PROBLEM REQUIREMENTS
Please tally the lines below that contain the word "target" and reply with the total alone.

[Stored records]
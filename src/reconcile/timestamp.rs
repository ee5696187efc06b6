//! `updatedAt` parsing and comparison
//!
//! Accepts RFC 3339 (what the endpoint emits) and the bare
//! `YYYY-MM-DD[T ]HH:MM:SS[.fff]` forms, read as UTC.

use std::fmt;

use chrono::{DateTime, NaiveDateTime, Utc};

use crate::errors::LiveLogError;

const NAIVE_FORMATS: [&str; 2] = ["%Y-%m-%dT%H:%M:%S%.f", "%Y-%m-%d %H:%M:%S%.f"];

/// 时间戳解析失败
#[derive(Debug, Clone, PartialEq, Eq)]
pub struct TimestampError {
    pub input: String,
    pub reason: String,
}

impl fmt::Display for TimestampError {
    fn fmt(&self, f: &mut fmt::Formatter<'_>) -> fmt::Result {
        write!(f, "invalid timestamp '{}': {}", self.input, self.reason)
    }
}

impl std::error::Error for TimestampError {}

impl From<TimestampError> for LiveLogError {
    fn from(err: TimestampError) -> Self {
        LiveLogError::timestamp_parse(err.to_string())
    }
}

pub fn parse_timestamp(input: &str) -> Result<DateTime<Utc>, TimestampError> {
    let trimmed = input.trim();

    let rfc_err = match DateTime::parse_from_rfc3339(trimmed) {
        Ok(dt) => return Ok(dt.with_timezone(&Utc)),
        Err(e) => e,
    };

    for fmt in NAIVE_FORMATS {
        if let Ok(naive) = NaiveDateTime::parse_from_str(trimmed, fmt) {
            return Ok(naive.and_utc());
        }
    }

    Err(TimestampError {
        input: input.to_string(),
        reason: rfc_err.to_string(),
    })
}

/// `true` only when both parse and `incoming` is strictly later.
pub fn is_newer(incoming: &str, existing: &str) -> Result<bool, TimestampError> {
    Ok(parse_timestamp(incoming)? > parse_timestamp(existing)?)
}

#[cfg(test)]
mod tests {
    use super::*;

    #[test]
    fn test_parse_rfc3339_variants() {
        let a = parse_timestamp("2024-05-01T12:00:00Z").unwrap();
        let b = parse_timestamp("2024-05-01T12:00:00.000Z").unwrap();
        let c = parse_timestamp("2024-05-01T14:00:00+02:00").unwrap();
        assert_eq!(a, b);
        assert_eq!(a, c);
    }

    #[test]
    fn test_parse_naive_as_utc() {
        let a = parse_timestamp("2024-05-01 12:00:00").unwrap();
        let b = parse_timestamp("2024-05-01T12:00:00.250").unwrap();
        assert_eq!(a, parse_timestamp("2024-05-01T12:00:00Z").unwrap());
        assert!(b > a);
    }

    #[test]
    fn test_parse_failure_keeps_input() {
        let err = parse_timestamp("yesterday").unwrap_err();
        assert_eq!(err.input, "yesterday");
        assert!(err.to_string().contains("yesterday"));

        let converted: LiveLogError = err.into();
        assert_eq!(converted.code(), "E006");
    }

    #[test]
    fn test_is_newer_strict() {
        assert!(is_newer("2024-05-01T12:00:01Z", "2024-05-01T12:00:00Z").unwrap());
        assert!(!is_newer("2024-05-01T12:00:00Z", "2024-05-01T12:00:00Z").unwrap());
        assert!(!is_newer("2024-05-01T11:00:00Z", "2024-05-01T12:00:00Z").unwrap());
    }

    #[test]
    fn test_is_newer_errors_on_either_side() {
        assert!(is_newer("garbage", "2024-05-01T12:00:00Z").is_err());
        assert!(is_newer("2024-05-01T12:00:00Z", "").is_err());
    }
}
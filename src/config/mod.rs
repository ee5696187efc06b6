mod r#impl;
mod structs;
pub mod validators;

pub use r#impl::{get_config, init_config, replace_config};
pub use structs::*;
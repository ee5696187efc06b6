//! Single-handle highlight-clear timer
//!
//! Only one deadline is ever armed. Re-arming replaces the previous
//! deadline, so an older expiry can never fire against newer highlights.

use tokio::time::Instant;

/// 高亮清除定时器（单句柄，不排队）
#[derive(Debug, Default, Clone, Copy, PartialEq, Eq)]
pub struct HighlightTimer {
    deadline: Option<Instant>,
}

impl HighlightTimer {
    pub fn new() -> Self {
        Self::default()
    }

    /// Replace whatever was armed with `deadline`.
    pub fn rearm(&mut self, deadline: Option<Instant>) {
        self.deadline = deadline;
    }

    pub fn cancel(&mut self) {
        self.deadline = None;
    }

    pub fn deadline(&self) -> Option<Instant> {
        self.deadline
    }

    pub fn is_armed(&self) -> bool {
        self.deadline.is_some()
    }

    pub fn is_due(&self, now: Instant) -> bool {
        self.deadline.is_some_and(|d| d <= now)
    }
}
...
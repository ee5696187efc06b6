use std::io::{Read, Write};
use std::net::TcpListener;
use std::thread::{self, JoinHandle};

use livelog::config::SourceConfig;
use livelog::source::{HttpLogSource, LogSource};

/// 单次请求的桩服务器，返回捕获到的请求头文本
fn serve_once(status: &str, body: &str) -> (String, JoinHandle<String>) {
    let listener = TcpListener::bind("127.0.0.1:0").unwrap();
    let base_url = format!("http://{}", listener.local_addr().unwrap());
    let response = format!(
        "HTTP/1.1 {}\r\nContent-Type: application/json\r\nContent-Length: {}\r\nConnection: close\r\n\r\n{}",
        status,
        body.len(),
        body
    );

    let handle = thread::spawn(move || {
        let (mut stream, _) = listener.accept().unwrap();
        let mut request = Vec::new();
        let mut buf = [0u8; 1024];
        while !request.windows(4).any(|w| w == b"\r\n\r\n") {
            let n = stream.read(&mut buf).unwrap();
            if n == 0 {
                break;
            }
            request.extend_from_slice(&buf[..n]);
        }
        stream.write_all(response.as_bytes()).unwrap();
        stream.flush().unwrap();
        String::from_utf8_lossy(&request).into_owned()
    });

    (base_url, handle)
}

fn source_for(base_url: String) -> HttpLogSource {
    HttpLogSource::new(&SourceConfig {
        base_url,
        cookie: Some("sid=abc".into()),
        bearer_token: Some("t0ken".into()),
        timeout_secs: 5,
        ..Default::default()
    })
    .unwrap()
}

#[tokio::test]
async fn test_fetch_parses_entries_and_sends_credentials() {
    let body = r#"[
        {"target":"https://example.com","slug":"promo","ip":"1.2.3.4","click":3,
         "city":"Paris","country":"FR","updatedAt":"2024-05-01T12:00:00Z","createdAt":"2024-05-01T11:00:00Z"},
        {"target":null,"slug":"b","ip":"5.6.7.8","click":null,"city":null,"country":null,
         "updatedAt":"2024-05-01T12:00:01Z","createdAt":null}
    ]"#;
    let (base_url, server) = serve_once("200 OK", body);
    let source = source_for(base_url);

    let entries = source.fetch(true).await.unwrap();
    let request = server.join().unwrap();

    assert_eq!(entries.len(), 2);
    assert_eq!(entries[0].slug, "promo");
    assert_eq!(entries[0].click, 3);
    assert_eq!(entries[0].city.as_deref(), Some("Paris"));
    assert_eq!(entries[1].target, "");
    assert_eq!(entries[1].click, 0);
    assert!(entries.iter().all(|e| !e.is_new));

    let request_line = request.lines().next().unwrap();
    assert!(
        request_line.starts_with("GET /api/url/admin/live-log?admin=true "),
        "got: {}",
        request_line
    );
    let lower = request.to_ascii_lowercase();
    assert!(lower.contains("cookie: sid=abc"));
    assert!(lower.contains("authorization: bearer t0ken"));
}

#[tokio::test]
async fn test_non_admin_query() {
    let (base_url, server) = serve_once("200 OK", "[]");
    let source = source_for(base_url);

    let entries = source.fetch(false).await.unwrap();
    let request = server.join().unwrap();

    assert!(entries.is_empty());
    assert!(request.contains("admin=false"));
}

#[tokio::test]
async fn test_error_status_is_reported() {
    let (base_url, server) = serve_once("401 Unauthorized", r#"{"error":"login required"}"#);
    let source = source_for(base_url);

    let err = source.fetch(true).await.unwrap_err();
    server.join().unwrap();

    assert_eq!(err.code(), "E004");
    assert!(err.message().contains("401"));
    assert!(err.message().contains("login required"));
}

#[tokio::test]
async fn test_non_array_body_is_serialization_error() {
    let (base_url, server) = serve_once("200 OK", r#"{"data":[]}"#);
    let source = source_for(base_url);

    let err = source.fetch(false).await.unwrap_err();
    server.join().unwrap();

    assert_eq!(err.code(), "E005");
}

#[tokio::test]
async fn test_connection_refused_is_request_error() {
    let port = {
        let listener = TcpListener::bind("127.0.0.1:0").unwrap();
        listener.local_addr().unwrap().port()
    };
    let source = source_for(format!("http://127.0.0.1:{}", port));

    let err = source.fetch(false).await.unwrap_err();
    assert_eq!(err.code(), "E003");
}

WRITTEN SOLUTION
3